You always put things back where they belonged. You played a steady tune that I can barely hear any more. Yes, there were things you didn’t do and wouldn’t do and things you weren’t good at, but that’s where I came in. Between us and for us, we made it all work, didn’t we? Sitting here with you on your birthday, I want to scream to anyone who will listen that I can’t make it work the way it used to, because “it” is finished. Yes. I am feeling sorry for myself and I know I shouldn’t. There are so many memories to mine on your birthday, but it is no good. This grief has me in its grip, a kind of delayed reaction. I am adrift with no idea where this altered life will lead. I know you would tell me not to worry, but I wouldn’t be able to hear you above the noise of my own fears.
Do you remember the last time we were grateful? It was New Year’s Day 2013, almost a year after I was diagnosed with cancer. We were certain sure, standing there on the street outside our house in the wee hours of the first day of a new year. I was still your wife, one half of an “us,” giddy with the promise of a clean slate. Like mischievous kids, we set off fireworks at the end of our street. My parents were here too, their faces illuminated by cheap sparklers we bought one Fourth of July in San Luis Obispo, smiling at our smiling girl in her pajamas and one of my heavy jackets. Our lovely girl – just fourteen – do you remember she toasted us with cider that sparkled amber in a Tyrone crystal glass from back home. All was well. Life was sweet.

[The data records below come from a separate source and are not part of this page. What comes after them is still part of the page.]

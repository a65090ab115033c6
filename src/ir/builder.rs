use std::collections::HashMap;

use super::{BasicBlock, FuncType, Function, Instruction, Predicate, Type, Value};

/// Handle to a basic block of the function under construction.
#[derive(Debug, Clone, Copy, PartialEq, Eq)]
pub struct BlockRef(usize);

/// Instruction builder for a single function.
///
/// Keeps an insertion point (the current block) and hands out uniquely
/// named registers and blocks; `finish` releases the built function.
#[derive(Debug)]
pub struct Builder {
    function: Function,
    block: usize,
    names: HashMap<String, usize>,
    next_temp: usize,
}

impl Builder {
    pub fn new(function: Function) -> Builder {
        Builder {
            function,
            block: 0,
            names: HashMap::new(),
            next_temp: 1,
        }
    }

    /// The incoming argument with the given index, as a value.
    pub fn param(&self, index: usize) -> Value {
        Value::Register {
            ty: self.function.ty.params[index].clone(),
            name: self.function.param_names[index].clone(),
        }
    }

    pub fn append_block(&mut self, name: &str) -> BlockRef {
        let name = self.unique_name(name);
        self.function.blocks.push(BasicBlock::new(name));
        BlockRef(self.function.blocks.len() - 1)
    }

    pub fn position_at_end(&mut self, block: BlockRef) {
        self.block = block.0;
    }

    pub fn current_block(&self) -> BlockRef {
        BlockRef(self.block)
    }

    pub fn block_name(&self, block: BlockRef) -> &str {
        &self.function.blocks[block.0].name
    }

    /// Whether the current block already ends in a terminator.
    pub fn is_terminated(&self) -> bool {
        self.function.blocks[self.block].is_terminated()
    }

    pub fn finish(self) -> Function {
        self.function
    }

    /// Reserve `base` as a register or block name, appending `.1`, `.2`, …
    /// on collision. Blocks and registers share one namespace, as both are
    /// `%`-prefixed in the textual form.
    fn unique_name(&mut self, base: &str) -> String {
        let count = self
            .names
            .entry(base.to_owned())
            .and_modify(|count| *count += 1)
            .or_insert(0);
        let count = *count;
        if count == 0 {
            return base.to_owned();
        }
        let name = format!("{base}.{count}");
        self.names.insert(name.clone(), 0);
        name
    }

    fn temp(&mut self) -> String {
        let name = format!("t{}", self.next_temp);
        self.next_temp += 1;
        self.unique_name(&name)
    }

    fn push(&mut self, instruction: Instruction) {
        self.function.blocks[self.block].instructions.push(instruction);
    }

    pub fn alloca(&mut self, ty: Type, name: &str) -> Value {
        let result = self.unique_name(name);
        self.push(Instruction::Alloca {
            result: result.clone(),
            ty: ty.clone(),
        });
        Value::Register {
            ty: ty.ptr(),
            name: result,
        }
    }

    pub fn store(&mut self, value: Value, ptr: Value) {
        self.push(Instruction::Store { value, ptr });
    }

    pub fn load(&mut self, ptr: Value) -> Value {
        let ty = match ptr.ty() {
            Type::Ptr(pointee) => *pointee,
            other => unreachable!("load from non-pointer value of type {other}"),
        };
        let result = self.temp();
        self.push(Instruction::Load {
            result: result.clone(),
            ty: ty.clone(),
            ptr,
        });
        Value::Register { ty, name: result }
    }

    pub fn add(&mut self, lhs: Value, rhs: Value) -> Value {
        let (ty, result) = (lhs.ty(), self.temp());
        self.push(Instruction::Add {
            result: result.clone(),
            lhs,
            rhs,
        });
        Value::Register { ty, name: result }
    }

    pub fn sub(&mut self, lhs: Value, rhs: Value) -> Value {
        let (ty, result) = (lhs.ty(), self.temp());
        self.push(Instruction::Sub {
            result: result.clone(),
            lhs,
            rhs,
        });
        Value::Register { ty, name: result }
    }

    pub fn mul(&mut self, lhs: Value, rhs: Value) -> Value {
        let (ty, result) = (lhs.ty(), self.temp());
        self.push(Instruction::Mul {
            result: result.clone(),
            lhs,
            rhs,
        });
        Value::Register { ty, name: result }
    }

    pub fn sdiv(&mut self, lhs: Value, rhs: Value) -> Value {
        let (ty, result) = (lhs.ty(), self.temp());
        self.push(Instruction::Sdiv {
            result: result.clone(),
            lhs,
            rhs,
        });
        Value::Register { ty, name: result }
    }

    pub fn icmp(&mut self, pred: Predicate, lhs: Value, rhs: Value) -> Value {
        let result = self.temp();
        self.push(Instruction::Icmp {
            result: result.clone(),
            pred,
            lhs,
            rhs,
        });
        Value::Register {
            ty: Type::I1,
            name: result,
        }
    }

    pub fn gep(&mut self, base: Value, indices: Vec<Value>) -> Value {
        let pointee = match base.ty() {
            Type::Ptr(pointee) => *pointee,
            other => unreachable!("getelementptr on non-pointer value of type {other}"),
        };
        // An LLVM gep steps through the pointer with the first index and
        // through the aggregate with the remaining ones.
        let mut element = pointee.clone();
        for index in indices.iter().skip(1) {
            element = match element {
                Type::Array { elem, .. } => *elem,
                Type::Struct(mut fields) => {
                    let Value::Const { value, .. } = index else {
                        unreachable!("struct index must be constant");
                    };
                    fields.swap_remove(*value as usize)
                }
                other => unreachable!("cannot index into type {other}"),
            };
        }
        let result = self.temp();
        self.push(Instruction::GetElementPtr {
            result: result.clone(),
            pointee,
            base,
            indices,
        });
        Value::Register {
            ty: element.ptr(),
            name: result,
        }
    }

    pub fn bitcast(&mut self, value: Value, to: Type) -> Value {
        let result = self.temp();
        self.push(Instruction::Bitcast {
            result: result.clone(),
            value,
            to: to.clone(),
        });
        Value::Register {
            ty: to,
            name: result,
        }
    }

    pub fn phi(&mut self, ty: Type, incoming: Vec<(Value, BlockRef)>) -> Value {
        let incoming = incoming
            .into_iter()
            .map(|(value, block)| (value, self.block_name(block).to_owned()))
            .collect();
        let result = self.temp();
        self.push(Instruction::Phi {
            result: result.clone(),
            ty: ty.clone(),
            incoming,
        });
        Value::Register { ty, name: result }
    }

    /// Emit a call; the result is a void-typed value for void callees.
    pub fn call(&mut self, callee: &str, ty: &FuncType, args: Vec<Value>) -> Value {
        if ty.ret.is_void() {
            self.push(Instruction::Call {
                result: None,
                ty: ty.clone(),
                callee: callee.to_owned(),
                args,
            });
            return Value::Const {
                ty: Type::Void,
                value: 0,
            };
        }
        let result = self.temp();
        self.push(Instruction::Call {
            result: Some(result.clone()),
            ty: ty.clone(),
            callee: callee.to_owned(),
            args,
        });
        Value::Register {
            ty: (*ty.ret).clone(),
            name: result,
        }
    }

    pub fn branch(&mut self, dest: BlockRef) {
        let dest = self.block_name(dest).to_owned();
        self.push(Instruction::Branch { dest });
    }

    pub fn cond_branch(&mut self, cond: Value, then_dest: BlockRef, else_dest: BlockRef) {
        let then_dest = self.block_name(then_dest).to_owned();
        let else_dest = self.block_name(else_dest).to_owned();
        self.push(Instruction::CondBranch {
            cond,
            then_dest,
            else_dest,
        });
    }

    pub fn switch(&mut self, value: Value, default: BlockRef, cases: Vec<(Value, BlockRef)>) {
        let default = self.block_name(default).to_owned();
        let cases = cases
            .into_iter()
            .map(|(case, block)| (case, self.block_name(block).to_owned()))
            .collect();
        self.push(Instruction::Switch {
            value,
            default,
            cases,
        });
    }

    pub fn ret(&mut self, value: Option<Value>) {
        self.push(Instruction::Ret { value });
    }

    pub fn unreachable(&mut self) {
        self.push(Instruction::Unreachable);
    }
}

#[cfg(test)]
mod tests {
    use super::{Builder, FuncType, Function, Type};

    fn empty_function() -> Function {
        Function {
            name: "f".to_owned(),
            ty: FuncType {
                ret: Box::new(Type::I32),
                params: vec![],
                vararg: false,
            },
            param_names: vec![],
            blocks: vec![],
        }
    }

    #[test]
    fn block_names_are_uniquified() {
        let mut builder = Builder::new(empty_function());
        let entry = builder.append_block("entry");
        let dead = builder.append_block("dead");
        let dead_again = builder.append_block("dead");

        assert_eq!(builder.block_name(entry), "entry");
        assert_eq!(builder.block_name(dead), "dead");
        assert_eq!(builder.block_name(dead_again), "dead.1");
    }

    #[test]
    fn terminator_tracking() {
        let mut builder = Builder::new(empty_function());
        let entry = builder.append_block("entry");
        builder.position_at_end(entry);
        assert!(!builder.is_terminated());

        builder.ret(Some(super::Value::Const {
            ty: Type::I32,
            value: 0,
        }));
        assert!(builder.is_terminated());
    }

    #[test]
    fn registers_avoid_named_slots() {
        let mut builder = Builder::new(empty_function());
        let entry = builder.append_block("entry");
        builder.position_at_end(entry);

        let slot = builder.alloca(Type::I32, "t1");
        assert_eq!(slot.to_string(), "%t1");

        // The first temporary would also be named t1; it must not collide.
        let loaded = builder.load(slot);
        assert_eq!(loaded.to_string(), "%t1.1");
    }
}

I remember staying up after you went to bed, just to savor the silence of our slumbering house. This was before I resented the silence. Curled up on the couch, I remember reading Ted Kooser’s End of Year Reflections, and today, I am drawn back to what he said of this life, that it is
. . . a long walk forward through the crowded cars of a passenger train, the bright world racing past beyond the windows, people on either side of the aisle, strangers whose stories we never learn, dear friends whose names we long remember and passing acquaintances whose names and faces we take in like a breath and soon breathe away …
It is just like that, isn’t it? On your birthday, I find myself still in between two cars. I still have some distance to travel. Forward. Ready or not. A slow turning. From the inside out.
Do you remember that song? Of course you do. I remember adding it to a playlist I made for one of your birthdays. If it began to play right as you pulled into the driveway, you would turn it up and stay in the car until it was over. I can see you right now, on your birthday, a September sun setting in the rear-view mirror and you tapping your feet and singing your favorite line:
I’m yelling at the kids in the back, ‘cause they’re banging like Charlie Watts.
How could I not make a fuss on your birthday? I will never forget you.